Although Jobs positively effected so many lives and made so many technological advances for the world, at the end of the day, he was an egotist. He was relentlessly unkind, cold, abusive leader; although Jobs acted this way towards workers, little known was that he treated his business partner the same way. After working with Wozniak on a large project, they received a bonus for their work and Jobs denied Wozniak his proper share. As written by Isaacson, "Under Steve Jobs, there's zero tolerance for not performing," it's CEO said." (Isaacson online). Jobs had a reputation for being unrelenting and others knew not to get in his way, or they would be fired and shamed.

Other Choice: #1

For years in his life, Jobs experimented in all different sorts of drugs and spiritual practices. He began using Marijuana and LSD at the young age of 15, when he was just a junior in high school; Isaacson wrote, "But his father again bent to his will. "He wanted me to promise that I'd never use pot again, but I wouldn't promise." In fact by his senior year he was also dabbling in LSD and hash as well as exploring the mind-bending effects of sleep deprivation." (Isaacson online). As a child, Jobs had an attitude and no respect for authority; he would constantly play pranks and practice drug use with friends. This behavior continued throughout his semester in college and through his 18 month stay at Reed College after he dropped out.

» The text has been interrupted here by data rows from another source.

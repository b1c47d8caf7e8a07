use thiserror::Error;

use crate::sys::jni::jint;
use crate::sys::jvmti::jvmtiError;

/// Errors surfaced by the agent's event handling and startup.
#[derive(Debug, Error)]
pub enum AgentError {
    #[error("GetEnv failed with {0}")]
    GetEnv(jint),

    #[error("{op} failed: {error}")]
    Jvmti { op: &'static str, error: jvmtiError },

    #[error("jvmti->Allocate({len}) failed: {error}")]
    Allocation { len: usize, error: jvmtiError },

    #[error("agent instance not found in environment local storage")]
    NoInstance,

    #[error("invalid agent options: {0}")]
    Config(#[from] ConfigError),

    #[error("rewrite refused: {0}")]
    Marker(#[from] MarkerError),
}

/// Reasons the marker encoder refuses to touch a buffer. The buffer is left
/// unmodified whenever one of these is returned.
#[derive(Debug, Clone, PartialEq, Eq, Error)]
pub enum MarkerError {
    #[error("byte range {offset}..{end} is outside the {len}-byte class buffer")]
    OutOfBounds { offset: usize, end: usize, len: usize },

    #[error("version byte {found:#04x} is not an ASCII digit")]
    NotADigit { found: u8 },

    #[error("no marker slot left for version {version} (at most {max} rewrites fit)")]
    SlotsExhausted { version: u8, max: usize },
}

/// Problems in the `-agentpath:...=options` string.
#[derive(Debug, Clone, PartialEq, Eq, Error)]
pub enum ConfigError {
    #[error("unknown option key '{0}'")]
    UnknownKey(String),

    #[error("option '{0}' has no value")]
    MissingValue(String),

    #[error("id must be a single printable ASCII character, got '{0}'")]
    InvalidIdentity(String),

    #[error("repeat count must be an integer >= 2 that keeps the marker addressable, got '{0}'")]
    InvalidRepeat(String),

    #[error("redefine must be 'skip' or 'transform', got '{0}'")]
    InvalidRedefine(String),

    #[error("{0} must not be empty")]
    Empty(&'static str),

    #[error("marker record of {record} bytes does not fit a {pattern}-byte pattern slot")]
    RecordTooWide { record: usize, pattern: usize },
}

Later, he became more involved with his work and left the spiritual hippie Jobs behind; however, throughout his biography, there was writing about his meditation and the spiritual qualities he saw in others.

Other Choice: #2

At the age of 13, Steve Jobs questioned and rejected the existence of Jesus Christ and eventually decided that he wanted nothing to do with Christianity or a God who would let children starve. Despite his removal from the Christian faith, Jobs did not give up religion altogether; he spent years studying and attempting to practice Zen Buddhism. A quote by Isaacson about Jobs' opinion on religion is, "Reflecting years later on his spiritual feelings, he said that religion was at its best when it emphasized spiritual experiences rather than received dogma." (Isaacson Online). Jobs took his practices extremely seriously; he wasn't just dabbling in this religion, he was an avid practitioner. After his short time at Reed College, Jobs traveled to India in search of a guru to help him for spiritual insight and he went on many spiritual retreats. Another major fact is that he was married to his wife, Laurene Powell, in a traditional Zen Buddhist ceremony; this way of life was extremely prevalent in Jobs' life until his death in 2011.